Behavioral research found that sexualized women are perceived as possessing less warmth, less competence, less mind, less moral status, and less agency (e.g., Bernard & Wollast, 2019; Gray, Knobe, Sheskin, Bloom, & Barrett, 2011; Loughnan et al., 2010). Importantly, this dehumanizing effect of sexualization predicts the way people perceive suffering of women and how they behave toward them. When sexualized, rape victims and women suffering from intimate partner violence are perceived as being more responsible than nonsexualized women, and this effect is explained by diminished attributions of mental states and moral concern (Loughnan, Pina, Vasquez, & Puvia, 2013; Pacilli et al., 2017).

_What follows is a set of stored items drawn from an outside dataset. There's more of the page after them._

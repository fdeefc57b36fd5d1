//! HTTP protocol layer module
//!
//! Provides HTTP protocol-related base functionality, decoupled from specific business logic.

pub mod cache;
pub mod mime;
pub mod path;
pub mod range;
pub mod response;

// Re-export commonly used types
pub use range::{parse_range_header, RangeParseResult};
pub use response::{
    build_304_response, build_404_response, build_405_response, build_416_response,
    build_500_response, build_file_response, build_html_response, build_json_response,
    build_redirect_response, build_text_response,
};
//! Log writer module
//!
//! Thread-safe log writing to files or stdout/stderr.

use std::fs::{File, OpenOptions};
use std::io::{self, Write};
use std::path::Path;
use std::sync::{Mutex, OnceLock, PoisonError};

/// Global log writer instance
static LOG_WRITER: OnceLock<LogWriter> = OnceLock::new();

/// Log output target
enum LogTarget {
    Stdout,
    Stderr,
    File(Mutex<File>),
}

impl LogTarget {
    fn open(path: Option<&str>, console: Self) -> io::Result<Self> {
        match path {
            Some(p) => Ok(Self::File(Mutex::new(open_log_file(p)?))),
            None => Ok(console),
        }
    }

    fn write_line(&self, message: &str) {
        match self {
            Self::Stdout => println!("{message}"),
            Self::Stderr => eprintln!("{message}"),
            Self::File(file) => {
                let mut f = file.lock().unwrap_or_else(PoisonError::into_inner);
                let _ = writeln!(f, "{message}");
            }
        }
    }
}

/// Thread-safe log writer
pub struct LogWriter {
    /// Info and access log target
    info: LogTarget,
    /// Error log target
    error: LogTarget,
}

impl LogWriter {
    fn new(access_log_file: Option<&str>, error_log_file: Option<&str>) -> io::Result<Self> {
        Ok(Self {
            info: LogTarget::open(access_log_file, LogTarget::Stdout)?,
            error: LogTarget::open(error_log_file, LogTarget::Stderr)?,
        })
    }

    pub fn write_info(&self, message: &str) {
        self.info.write_line(message);
    }

    pub fn write_error(&self, message: &str) {
        self.error.write_line(message);
    }
}

/// Open or create a log file for appending
fn open_log_file(path: &str) -> io::Result<File> {
    // Create parent directories if they don't exist
    if let Some(parent) = Path::new(path).parent() {
        if !parent.as_os_str().is_empty() {
            std::fs::create_dir_all(parent)?;
        }
    }

    OpenOptions::new().create(true).append(true).open(path)
}

/// Initialize the global log writer
///
/// Call once at startup. Fails if a log file cannot be opened or the writer
/// was already set.
pub fn init(access_log_file: Option<&str>, error_log_file: Option<&str>) -> io::Result<()> {
    let writer = LogWriter::new(access_log_file, error_log_file)?;
    LOG_WRITER.set(writer).map_err(|_| {
        io::Error::new(
            io::ErrorKind::AlreadyExists,
            "Log writer already initialized",
        )
    })
}

/// The global log writer, if `init` has run
pub fn get() -> Option<&'static LogWriter> {
    LOG_WRITER.get()
}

The recent cross-fertilization of theory and methods stemming from the social and neuroscience tradition has also helped to enable a fine-grained analysis of the underlying brain mechanisms involved in these effects. The interplay between sexualization and the brain networks involved in mentalization and empathic behaviors has been studied with functional MRI (fMRI). This method allows detection, with good spatial resolution but poor temporal resolution, of brain regions that are activated in response to a given phenomenon. Cikara et al. (2011) conducted an fMRI study in which participants viewed sexualized women and nonsexualized women while activations of the brain mentalizing network were recorded. This network comprises brain regions (e.g., the prefrontal cortex) that are typically activated when people make mental inferences about others or themselves but not when people view images of objects (for a meta-analysis, see Mar, 2011). Cikara and colleagues found that participants who held sexist attitudes showed reduced activation of the mentalizing network when watching pictures of sexualized women, but this pattern did not emerge when participants viewed images of nonsexualized women. These results thus suggest a lower mentalization of sexualized women.
Importantly, this lower activation of the brain mentalizing network triggered by sexualization is also associated with diminished empathic behaviors toward sexualized women. Empathy refers to a process whereby people experience the unique affective states of another person (i.e., what the other feels is mirrored in observers’ feelings; Decety & Jackson, 2004). Cogoni, Carnaghi, and Silani (2018) analyzed the relationship between sexualization and empathic reactions at behavioral and neural levels. Cogoni and colleagues relied on a social-exclusion task (Williams, Cheung, & Choi, 2000) during which participants witnessed sexualized and nonsexualized women being excluded from an interactive ball-tossing game. Participants’ neural responses were recorded together with their explicit, self-reported empathic reactions. Results indicated that participants showed less empathic reactions for sexualized women than for nonsexualized women at the explicit level. At the neural level, brain areas involved in both empathy and mentalization were recruited to a lesser extent when participants were presented with the social exclusion of sexualized women than of nonsexualized women. In sum, sexualization affects empathic responses toward women at both neural and explicit levels.